WORK TASK> All lines in the data bearing the string "unwrap" should be identified and copied.

════════════════════

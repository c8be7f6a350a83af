use std::path::PathBuf;

use clap::{Parser, ValueEnum};

/// ManoVeda — heuristic voice screening from a speech recording.
#[derive(Parser, Debug)]
#[command(version, about, long_about = None)]
pub struct Cli {
    /// Enregistrement à analyser (WAV, FLAC, MP3, OGG…), ou "-" pour lire stdin.
    pub input: String,

    /// Fichier de configuration TOML. Défaut : config/default.toml.
    #[arg(short, long, default_value = "config/default.toml")]
    pub config: PathBuf,

    /// Format de sortie du rapport.
    #[arg(long, value_enum, default_value_t = OutputFormat::Tui)]
    pub format: OutputFormat,

    /// Fréquence cible du chargeur en Hz (0 = fréquence native).
    #[arg(long)]
    pub sample_rate: Option<u32>,

    /// Niveau de log : error, warn, info, debug, trace.
    #[arg(long, default_value = "warn")]
    pub log_level: String,
}

#[derive(Clone, Copy, Debug, PartialEq, Eq, ValueEnum)]
pub enum OutputFormat {
    /// Rapport inline dans le terminal, avec graphe d'énergie.
    Tui,
    /// Texte brut.
    Text,
    /// JSON structuré.
    Json,
}

impl Cli {
    /// `true` if the upload comes from stdin.
    #[must_use]
    pub fn reads_stdin(&self) -> bool {
        self.input == "-"
    }

    /// Display name of the upload: the file name, or `None` for stdin.
    #[must_use]
    pub fn source_name(&self) -> Option<String> {
        if self.reads_stdin() {
            return None;
        }
        std::path::Path::new(&self.input)
            .file_name()
            .and_then(|n| n.to_str())
            .map(String::from)
    }
}

#[cfg(test)]
mod tests {
    use super::*;

    #[test]
    fn defaults() {
        let cli = Cli::try_parse_from(["manoveda", "memo.wav"]).unwrap();
        assert_eq!(cli.format, OutputFormat::Tui);
        assert_eq!(cli.config, PathBuf::from("config/default.toml"));
        assert_eq!(cli.sample_rate, None);
        assert_eq!(cli.log_level, "warn");
    }

    #[test]
    fn flags_override() {
        let cli = Cli::try_parse_from([
            "manoveda",
            "-c",
            "custom.toml",
            "--format",
            "json",
            "--sample-rate",
            "0",
            "recordings/day1.wav",
        ])
        .unwrap();
        assert_eq!(cli.format, OutputFormat::Json);
        assert_eq!(cli.config, PathBuf::from("custom.toml"));
        assert_eq!(cli.sample_rate, Some(0));
        assert_eq!(cli.source_name().as_deref(), Some("day1.wav"));
    }

    #[test]
    fn stdin_has_no_source_name() {
        let cli = Cli::try_parse_from(["manoveda", "-"]).unwrap();
        assert!(cli.reads_stdin());
        assert_eq!(cli.source_name(), None);
    }

    #[test]
    fn input_is_required() {
        assert!(Cli::try_parse_from(["manoveda"]).is_err());
    }
}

════════════════════

RESPONSE AREA>
        let cli = Cli::try_parse_from(["manoveda", "memo.wav"]).unwrap();
        .unwrap();
        let cli = Cli::try_parse_from(["manoveda", "-"]).unwrap();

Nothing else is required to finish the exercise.